But the financial, management, and strategic challenges Roberts is now up against are immense. It's no surprise, of course, that his father thinks he will succeed: "It's not like AOL and Time Warner," says the elder Roberts. "We are in cable, and we bought cable." AOL Time Warner Vice-Chairman Ted Turner, who has known Roberts for 20 years (Roberts sat on the board of Turner Broadcasting System Inc. from 1989 to 1996), thinks he will, too: "I'll bet my last dollar on Brian Roberts." As for Roberts himself, he says with typical understatement: "The first 24 months are all about execution."

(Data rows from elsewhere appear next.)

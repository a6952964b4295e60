//! Vault account state.

use anchor_layout::Codec;
use solana_pubkey::Pubkey;

#[derive(Codec, Debug, Clone, PartialEq, Eq)]
pub struct FeeConfig {
    pub deposit_bps: u16,
    pub withdraw_bps: u16,
    pub collector: Pubkey,
}

#[derive(Codec, Debug, Clone, Copy, PartialEq, Eq)]
pub enum VaultState {
    Active,
    Paused,
    Closed,
}

#[derive(Codec, Debug, Clone, PartialEq, Eq)]
pub struct Allocation {
    pub target: Pubkey,
    pub weight_bps: u16,
}

/// Where idle funds go. The program tags this union with a u32.
#[derive(Codec, Debug, Clone, PartialEq, Eq)]
#[codec(ordinal_width = 4)]
pub enum Strategy {
    Idle,
    Lend {
        market: Pubkey,
        max_utilization_bps: u16,
    },
    Split(Vec<Allocation>),
}

#[derive(Codec, Debug, Clone, PartialEq, Eq)]
#[codec(account)]
pub struct Vault {
    pub authority: Pubkey,
    pub mint: Pubkey,
    pub state: VaultState,
    pub bump: u8,
    pub total_deposits: u64,
    pub total_shares: u64,
    pub fees: FeeConfig,
    pub delegate: Option<Pubkey>,
    pub strategy: Strategy,
    pub label: String,
}

#[derive(Codec, Debug, Clone, PartialEq, Eq)]
#[codec(account)]
pub struct Depositor {
    pub vault: Pubkey,
    pub owner: Pubkey,
    pub shares: u64,
    pub last_deposit_slot: u64,
    /// `[epoch, reward_per_share]` for the last three reward epochs.
    pub reward_checkpoints: [[u64; 2]; 3],
    pub bump: u8,
}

He may be short on the vision thing, but Roberts has always had a head for figures. He used to drop in on his high school's financial adviser to chat and went on to study finance as an undergraduate at the University of Pennsylvania's Wharton School. For the next few years, he will be focused on just two numbers: $30 billion in debt and 21 million subscribers. Back last December, many believed he had gotten carried away in the bidding war for AT&T Broadband. But Comcast's falling share price has had one benefit: Because Roberts negotiated an all-stock deal, his effective cost per subscriber has dropped from about $4,500 to $2,400. Still, AT&T Comcast will start out life with more debt than Time Warner and Charter combined. Although the company still maintains its investment-grade rating, $30 billion doesn't sit easily with shareholders. "We're being tarred as a telecommunications company with a lot of debt and overhang from the deal," says Burke. "We are just going to keep our heads down and deliver."
Almost from the moment he closed the deal, Roberts has been trying to figure out how to lessen his financial burden. He says he has a plan to decrease the debt by $5 billion in the first year; most of the money will come from a masterful arrangement he recently struck with AOL Time Warner to unwind Time Warner Entertainment Co., a complex partnership between AT&T and AOL. Roberts seemed to get the better of the deal with CEO Richard D. Parsons, who's supposedly the smoothest negotiator in the industry but who was also desperate to settle the issue. AT&T Comcast will receive $2.1 billion in cash, $1.5 billion in AOL stock, and a 21% stake in Time Warner Cable--which could be spun off by mid-2003. Comcast's stake is valued at about $5 billion. The company will also sell stock in AT&T and Sprint PCS to raise cash. Lawrence J. Haverty Jr., senior vice-president of State Street Research & Management, a Comcast shareholder, says resolving the TWE matter "was absolutely terrific."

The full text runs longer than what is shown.